Regardless of diagnosis, the expectations of the patient’s endpoint, for instance for a significant esophoria versus a low exophoria at near, should not differ, though their areas of weakness will. Our starting point in terms of lens diopters for binocular activities in our office is +/- 0.50. As the patient improves in stamina and speed, the level of difficulty is increased in ½ diopter steps until the patient reaches a reasonable endpoint, which in our office is +/-2.50 assuming a 6:1 AC/A ratio in ideal circumstances. This process builds degrees of freedom between accommodation and vergence so one system is not excessively driving the other. Depending on the patient’s natural posture, we may expect different areas of difficulty going into these procedures; however, our approach to these activities should generally be the same.
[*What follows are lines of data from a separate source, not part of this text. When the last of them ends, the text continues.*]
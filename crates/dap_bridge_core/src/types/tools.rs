use std::fmt;

use serde::{Deserialize, Serialize};
use serde_json::Value;

/// Caller-facing tool invocation envelope.
#[derive(Debug, Clone, PartialEq, Serialize, Deserialize)]
pub struct ToolCallRequest {
    pub id: String,
    pub method: String,
    #[serde(default)]
    pub arguments: Value,
}

impl ToolCallRequest {
    pub fn new(id: impl Into<String>, method: impl Into<String>, arguments: Value) -> Self {
        Self {
            id: id.into(),
            method: method.into(),
            arguments,
        }
    }
}

#[derive(Debug, Clone, PartialEq, Serialize, Deserialize)]
pub struct ToolCallResult {
    pub id: String,
    pub result: ToolOutput,
}

#[derive(Debug, Clone, PartialEq, Serialize, Deserialize)]
#[serde(rename_all = "camelCase")]
pub struct ToolOutput {
    pub content: Vec<TextContent>,
    #[serde(default)]
    pub is_error: bool,
}

impl ToolOutput {
    pub fn text(text: impl Into<String>) -> Self {
        Self {
            content: vec![TextContent::new(text)],
            is_error: false,
        }
    }

    pub fn error(text: impl Into<String>) -> Self {
        Self {
            content: vec![TextContent::new(text)],
            is_error: true,
        }
    }

    pub fn with_block(mut self, text: impl Into<String>) -> Self {
        self.content.push(TextContent::new(text));
        self
    }

    /// All text blocks joined with newlines.
    pub fn joined_text(&self) -> String {
        self.content
            .iter()
            .map(|block| block.text.as_str())
            .collect::<Vec<_>>()
            .join("\n")
    }
}

#[derive(Debug, Clone, PartialEq, Serialize, Deserialize)]
pub struct TextContent {
    #[serde(rename = "type")]
    pub kind: String,
    pub text: String,
}

impl TextContent {
    pub fn new(text: impl Into<String>) -> Self {
        Self {
            kind: "text".to_string(),
            text: text.into(),
        }
    }
}

/// Tools the command mapper knows how to translate.
#[derive(Debug, Clone, Copy, PartialEq, Eq, Hash)]
pub enum ToolName {
    Continue,
    Pause,
    StepOver,
    StepIn,
    StepOut,
    SetBreakpoints,
    GetThreads,
    GetStackTrace,
    GetScopes,
    GetVariables,
    Evaluate,
    Terminate,
    AdapterRequest,
}

impl ToolName {
    pub const ALL: [ToolName; 13] = [
        ToolName::Continue,
        ToolName::Pause,
        ToolName::StepOver,
        ToolName::StepIn,
        ToolName::StepOut,
        ToolName::SetBreakpoints,
        ToolName::GetThreads,
        ToolName::GetStackTrace,
        ToolName::GetScopes,
        ToolName::GetVariables,
        ToolName::Evaluate,
        ToolName::Terminate,
        ToolName::AdapterRequest,
    ];

    /// Accepts `step_over`, `step-over`, `stepOver`, `debugger_step_over` and
    /// `debug-step-over` alike.
    pub fn parse(method: &str) -> Option<Self> {
        let normalized = normalize(method);
        let name = normalized
            .strip_prefix("debugger_")
            .or_else(|| normalized.strip_prefix("debug_"))
            .unwrap_or(&normalized);

        let tool = match name {
            "continue" => ToolName::Continue,
            "pause" => ToolName::Pause,
            "step_over" | "next" => ToolName::StepOver,
            "step_in" | "step_into" => ToolName::StepIn,
            "step_out" => ToolName::StepOut,
            "set_breakpoints" => ToolName::SetBreakpoints,
            "get_threads" | "threads" => ToolName::GetThreads,
            "get_stack_trace" | "stack_trace" => ToolName::GetStackTrace,
            "get_scopes" | "scopes" => ToolName::GetScopes,
            "get_variables" | "variables" => ToolName::GetVariables,
            "evaluate" => ToolName::Evaluate,
            "terminate" => ToolName::Terminate,
            "adapter_request" => ToolName::AdapterRequest,
            _ => return None,
        };
        Some(tool)
    }

    pub fn as_str(&self) -> &'static str {
        match self {
            ToolName::Continue => "continue",
            ToolName::Pause => "pause",
            ToolName::StepOver => "step_over",
            ToolName::StepIn => "step_in",
            ToolName::StepOut => "step_out",
            ToolName::SetBreakpoints => "set_breakpoints",
            ToolName::GetThreads => "get_threads",
            ToolName::GetStackTrace => "get_stack_trace",
            ToolName::GetScopes => "get_scopes",
            ToolName::GetVariables => "get_variables",
            ToolName::Evaluate => "evaluate",
            ToolName::Terminate => "terminate",
            ToolName::AdapterRequest => "adapter_request",
        }
    }
}

impl fmt::Display for ToolName {
    fn fmt(&self, f: &mut fmt::Formatter<'_>) -> fmt::Result {
        f.write_str(self.as_str())
    }
}

fn normalize(method: &str) -> String {
    let mut out = String::with_capacity(method.len() + 4);
    for (i, ch) in method.trim().chars().enumerate() {
        match ch {
            '-' | '.' | '/' | ' ' => out.push('_'),
            c if c.is_ascii_uppercase() => {
                if i > 0 && !out.ends_with('_') {
                    out.push('_');
                }
                out.push(c.to_ascii_lowercase());
            }
            c => out.push(c),
        }
    }
    out
}

#[derive(Debug, Clone, Copy, PartialEq, Eq)]
pub enum StepKind {
    Over,
    In,
    Out,
}

impl StepKind {
    pub fn command(&self) -> &'static str {
        match self {
            StepKind::Over => "next",
            StepKind::In => "stepIn",
            StepKind::Out => "stepOut",
        }
    }
}

#[derive(Debug, Clone, PartialEq, Serialize, Deserialize)]
#[serde(rename_all = "camelCase")]
pub struct SourceBreakpoint {
    pub line: i64,
    #[serde(default, skip_serializing_if = "Option::is_none")]
    pub column: Option<i64>,
    #[serde(default, skip_serializing_if = "Option::is_none")]
    pub condition: Option<String>,
    #[serde(default, skip_serializing_if = "Option::is_none")]
    pub hit_condition: Option<String>,
    #[serde(default, skip_serializing_if = "Option::is_none")]
    pub log_message: Option<String>,
}

impl SourceBreakpoint {
    pub fn at_line(line: i64) -> Self {
        Self {
            line,
            column: None,
            condition: None,
            hit_condition: None,
            log_message: None,
        }
    }
}

/// A validated tool call, one variant per tool plus a raw passthrough.
#[derive(Debug, Clone, PartialEq)]
pub enum ToolCall {
    Continue {
        thread_id: i64,
    },
    Pause {
        thread_id: i64,
    },
    Step {
        kind: StepKind,
        thread_id: i64,
        granularity: String,
        target_id: Option<i64>,
    },
    SetBreakpoints {
        source_path: String,
        breakpoints: Vec<SourceBreakpoint>,
    },
    GetThreads,
    GetStackTrace {
        thread_id: i64,
        start_frame: Option<i64>,
        levels: Option<i64>,
    },
    GetScopes {
        frame_id: i64,
    },
    GetVariables {
        variables_reference: i64,
        filter: Option<String>,
        start: Option<i64>,
        count: Option<i64>,
    },
    Evaluate {
        expression: String,
        frame_id: Option<i64>,
        context: String,
    },
    Terminate {
        restart: bool,
    },
    Passthrough {
        command: String,
        arguments: Option<Value>,
    },
}
//! Debug session lifecycle and multiplexing.
//!
//! Each `Session` owns exactly one adapter connection plus what has been learned
//! about the debuggee from adapter events. The `SessionManager` owns the set of
//! live sessions, drives the handshake for new ones, and runs one event pump
//! per connection that turns adapter events into notifications in order.

use std::collections::{BTreeMap, HashMap, HashSet};
use std::fmt;
use std::sync::atomic::{AtomicU64, Ordering};
use std::sync::Arc;
use std::time::Duration;

use serde::Serialize;
use serde_json::{json, Map, Value};
use tokio::sync::{mpsc, Mutex, RwLock};
use tokio::task::JoinHandle;
use tracing::{debug, info, info_span, warn, Instrument};
use uuid::Uuid;

use crate::adapter::{AdapterConnector, DebugAdapter};
use crate::client::ClientEvent;
use crate::config::{BridgeConfig, HandshakeConfig, HandshakeMode, InitialBreakpoints, SessionConfig};
use crate::handshake::{self, HandshakeOutcome, InitializedSignal};
use crate::mapping::{timestamp_millis, EventMapper};
use crate::protocol::Response;
use crate::types::{AdapterEvent, Notification};
use crate::{BridgeError, Result};

pub type SessionId = String;

type Registry = Arc<RwLock<HashMap<SessionId, Arc<Session>>>>;

/// Events still drained after `terminated`/`exited` before the adapter is closed.
const TERMINAL_GRACE: Duration = Duration::from_millis(500);

#[derive(Debug, Clone, Copy, PartialEq, Eq, Serialize)]
#[serde(rename_all = "snake_case")]
pub enum SessionState {
    Uninitialized,
    Initializing,
    Running,
    Stopped,
    Terminated,
}

impl fmt::Display for SessionState {
    fn fmt(&self, f: &mut fmt::Formatter<'_>) -> fmt::Result {
        match self {
            Self::Uninitialized => write!(f, "uninitialized"),
            Self::Initializing => write!(f, "initializing"),
            Self::Running => write!(f, "running"),
            Self::Stopped => write!(f, "stopped"),
            Self::Terminated => write!(f, "terminated"),
        }
    }
}

/// Last-known threads and breakpoints of a session.
#[derive(Debug, Clone, Default, PartialEq, Serialize)]
#[serde(rename_all = "camelCase")]
pub struct SessionSnapshot {
    /// Thread id → name.
    pub threads: BTreeMap<i64, String>,
    /// Source path → breakpoints as last reported by the adapter.
    pub breakpoints: BTreeMap<String, Vec<Value>>,
    pub last_stopped_thread: Option<i64>,
    pub last_stop_reason: Option<String>,
}

impl SessionSnapshot {
    /// Requested breakpoint lines per source, for re-arming a new connection.
    fn initial_breakpoints(&self) -> Vec<InitialBreakpoints> {
        self.breakpoints
            .iter()
            .map(|(source_path, breakpoints)| InitialBreakpoints {
                source_path: source_path.clone(),
                lines: breakpoints
                    .iter()
                    .filter_map(|bp| bp.get("line").and_then(Value::as_i64))
                    .collect(),
            })
            .filter(|initial| !initial.lines.is_empty())
            .collect()
    }

    fn apply_breakpoint_change(&mut self, reason: &str, breakpoint: Value) {
        let Some(id) = breakpoint.get("id").and_then(Value::as_i64) else {
            return;
        };
        let mut found = false;
        for list in self.breakpoints.values_mut() {
            if let Some(pos) = list.iter().position(|bp| bp.get("id").and_then(Value::as_i64) == Some(id)) {
                found = true;
                if reason == "removed" {
                    list.remove(pos);
                } else {
                    list[pos] = breakpoint.clone();
                }
            }
        }
        if !found && reason == "new" {
            let path = breakpoint
                .get("source")
                .and_then(|s| s.get("path"))
                .and_then(Value::as_str)
                .map(str::to_string);
            if let Some(path) = path {
                self.breakpoints.entry(path).or_default().push(breakpoint);
            }
        }
    }
}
Since plus lenses have base in properties we would expect esophoric patients to have an easier time with plus lenses (reflexively the eyes diverge, actively the eyes converge where eso’s are naturally strong), and a more difficult time with minus lenses, which have base out properties (minus lens activities cause the eyes to diverge to keep the target clear and single). The opposite will be true for most exophoric patients who would have an easier time with minus lenses.
As with prisms, lenses can be a valuable tool in any VT room and proper use will offer many benefits to our patients. Lenses are considered medical devices and their use should be dictated and managed by a Developmental Optometrist, or other licensed eye care physician.